Category Archives: will power

Deep thoughts on will power.

It’s bagel day!  I wasn’t sure we were going to be able to bike, as it looked like it was threatening rain.  However, we went anyway.  Here is my bike all locked up at the bagel place.

In the past, we didn’t really lock up our bikes at this place very often, but now I am so paranoid after mine got stolen that I want to lock it up in our garage!  Of course, we all know the lock didn’t stop the thieves before….

Anyhoo, I had a sunflower bagel.  So good!  I love bagels with nuts and seeds and things in (and on) them.

We were actually having an interesting discussion today at breakfast about losing weight and will power.  Did any of you catch that show on the other night on ABC about the brain stimulator for weight loss?

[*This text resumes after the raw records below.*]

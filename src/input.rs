//! Input boundary: load raw roster records from a JSON file
//!
//! The file must hold a JSON array; each element is a raw record whose shape
//! the validator judges later. Anything other than an array at the top level
//! is an error here, because there is nothing to iterate.

use crate::error::{PairingError, Result};
use serde_json::Value;
use std::path::Path;
use tracing::debug;

/// Read a roster file and return its raw record values.
pub fn load_raw_records(path: &Path) -> Result<Vec<Value>> {
    let contents = std::fs::read_to_string(path).map_err(|e| PairingError::InvalidInput {
        reason: format!("failed to read {}: {}", path.display(), e),
    })?;
    let parsed: Value =
        serde_json::from_str(&contents).map_err(|e| PairingError::InvalidInput {
            reason: format!("{} is not valid JSON: {}", path.display(), e),
        })?;
    match parsed {
        Value::Array(records) => {
            debug!("loaded {} raw records from {}", records.len(), path.display());
            Ok(records)
        }
        other => Err(PairingError::InvalidInput {
            reason: format!(
                "{} must contain a JSON array of records, found {}",
                path.display(),
                json_type_name(&other)
            ),
        }),
    }
}

fn json_type_name(value: &Value) -> &'static str {
    match value {
        Value::Null => "null",
        Value::Bool(_) => "a boolean",
        Value::Number(_) => "a number",
        Value::String(_) => "a string",
        Value::Array(_) => "an array",
        Value::Object(_) => "an object",
    }
}
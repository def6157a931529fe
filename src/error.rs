//! Structured error types for pairing runs
//!
//! Malformed input records are not represented here: the validator drops them
//! silently per the game rules. Errors cover the fatal conditions only.

use crate::record::Record;
use thiserror::Error;

/// Main error type for pairing operations
#[derive(Debug, Error)]
pub enum PairingError {
    /// Fewer than the minimum number of distinct valid records remained after
    /// validation and deduplication. Raised before any matching is attempted.
    #[error("not enough players to run the game: {found} distinct valid records, need at least {minimum}")]
    InsufficientPopulation { found: usize, minimum: usize },

    /// The matcher exhausted its draw budget for one dwarf. Happens when a
    /// chunk is too small or too constrained for a valid giant to exist
    /// (e.g. a chunk of size 1 or 2).
    #[error("chunk {chunk_index} too constrained: no valid giant for dwarf '{dwarf_name}' after {attempts} draws")]
    ChunkTooConstrained {
        chunk_index: usize,
        dwarf_name: String,
        attempts: usize,
    },

    /// The input boundary handed us something that is not a sequence of
    /// records at all.
    #[error("invalid input: {reason}")]
    InvalidInput { reason: String },

    /// A matcher task panicked or was cancelled before producing a result.
    #[error("matcher task for chunk {chunk_index} failed to complete")]
    TaskJoin {
        chunk_index: usize,
        #[source]
        source: tokio::task::JoinError,
    },
}

impl PairingError {
    pub(crate) fn chunk_too_constrained(
        chunk_index: usize,
        dwarf: &Record,
        attempts: usize,
    ) -> Self {
        Self::ChunkTooConstrained {
            chunk_index,
            dwarf_name: dwarf.name.clone(),
            attempts,
        }
    }
}

/// Convenience alias used throughout the crate
pub type Result<T> = std::result::Result<T, PairingError>;
//! Parallel executor for per-chunk matching
//!
//! Runs one matcher per chunk across a bounded number of concurrent workers.
//! Chunks are fully independent: each task owns its chunk, no state is shared
//! and no locks are needed. Results come back in chunk order, not completion
//! order.

use crate::error::{PairingError, Result};
use crate::matcher::{self, Assignment};
use crate::record::Record;
use futures::future::join_all;
use std::sync::Arc;
use tokio::sync::Semaphore;
use tracing::debug;

/// Run the matcher over every chunk with at most `workers` running at once.
///
/// Matching is CPU-bound, so each chunk runs on the blocking pool. The first
/// failing chunk's error is returned after all tasks have finished; there is
/// no cancellation of in-flight chunks.
pub async fn run_matchers(
    chunks: Vec<Vec<Record>>,
    workers: usize,
    max_attempts: Option<usize>,
) -> Result<Vec<Assignment>> {
    let workers = workers.max(1);
    debug!(
        "matching {} chunks across up to {} workers",
        chunks.len(),
        workers
    );

    let semaphore = Arc::new(Semaphore::new(workers));
    let mut futures = Vec::with_capacity(chunks.len());
    for (chunk_index, chunk) in chunks.into_iter().enumerate() {
        let semaphore = semaphore.clone();
        futures.push(async move {
            let _permit = semaphore
                .acquire()
                .await
                .expect("semaphore closed while matching");
            let handle = tokio::task::spawn_blocking(move || {
                matcher::match_chunk(&chunk, chunk_index, max_attempts)
            });
            match handle.await {
                Ok(result) => result,
                Err(source) => Err(PairingError::TaskJoin {
                    chunk_index,
                    source,
                }),
            }
        });
    }

    // join_all preserves input order, giving results in chunk order.
    let results = join_all(futures).await;
    results.into_iter().collect()
}

#[cfg(test)]
mod tests {
    use super::*;
    use crate::partition::partition;

    fn records(n: usize) -> Vec<Record> {
        (0..n)
            .map(|i| Record::new("dept", format!("person {i}"), 20 + i as u32))
            .collect()
    }

    #[tokio::test]
    async fn test_results_come_back_in_chunk_order() {
        let chunks = partition(records(12), 3);
        let expected_dwarfs: Vec<Vec<Record>> = chunks.clone();
        let assignments = run_matchers(chunks, 3, None).await.unwrap();
        assert_eq!(assignments.len(), 3);
        for (assignment, chunk) in assignments.iter().zip(&expected_dwarfs) {
            let dwarfs: Vec<&Record> = assignment.pairs().iter().map(|(d, _)| d).collect();
            let expected: Vec<&Record> = chunk.iter().collect();
            assert_eq!(dwarfs, expected);
        }
    }

    #[tokio::test]
    async fn test_single_worker_still_processes_all_chunks() {
        let chunks = partition(records(9), 3);
        let assignments = run_matchers(chunks, 1, None).await.unwrap();
        assert_eq!(assignments.len(), 3);
        assert_eq!(assignments.iter().map(Assignment::len).sum::<usize>(), 9);
    }

    #[tokio::test]
    async fn test_constrained_chunk_error_propagates() {
        // 4 records over 3 chunks leaves two singleton chunks.
        let chunks = partition(records(4), 3);
        let err = run_matchers(chunks, 3, None).await.unwrap_err();
        assert!(matches!(err, PairingError::ChunkTooConstrained { .. }));
    }

    #[tokio::test]
    async fn test_no_chunks_is_fine() {
        let assignments = run_matchers(Vec::new(), 4, None).await.unwrap();
        assert!(assignments.is_empty());
    }

    #[tokio::test]
    async fn test_zero_workers_clamped_to_one() {
        let chunks = partition(records(6), 2);
        let assignments = run_matchers(chunks, 0, None).await.unwrap();
        assert_eq!(assignments.len(), 2);
    }
}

In a nutshell, it is a procedure for people who are obese and have failed at all other attempts at weight loss, including gastric bypass surgery.  The woman on the show had the stimulator implanted and it followed her progress over the course of a year while they tried to control her appetite and fullness sensations.  She said that all her cravings were gone and she did not obsess about food anymore.  However, she did not lose any weight in a  year.  What I found most interesting is that she went into a metabolism study chamber for a week and during that time, lost 10 pounds.  Was this because she was taken out of her food environment and was unable to snack and such as before?

So many people say “Just stop eating so much” when talking to obese people.  It’s not really just a matter of stopping eating.  The more and more I ponder upon this, I feel like it is the body/brain actually pushing us to eat, even when we aren’t hungry.   (I think this is a totally different thing than the emotional eater who is trying to bury some past trauma.)  The results of this are just manifesting now in society because of the easy availability of food, and poor nutritious quality food at that.  It’s not a normal thing, more like an illness or disease process – and certainly not always mental or just being lazy.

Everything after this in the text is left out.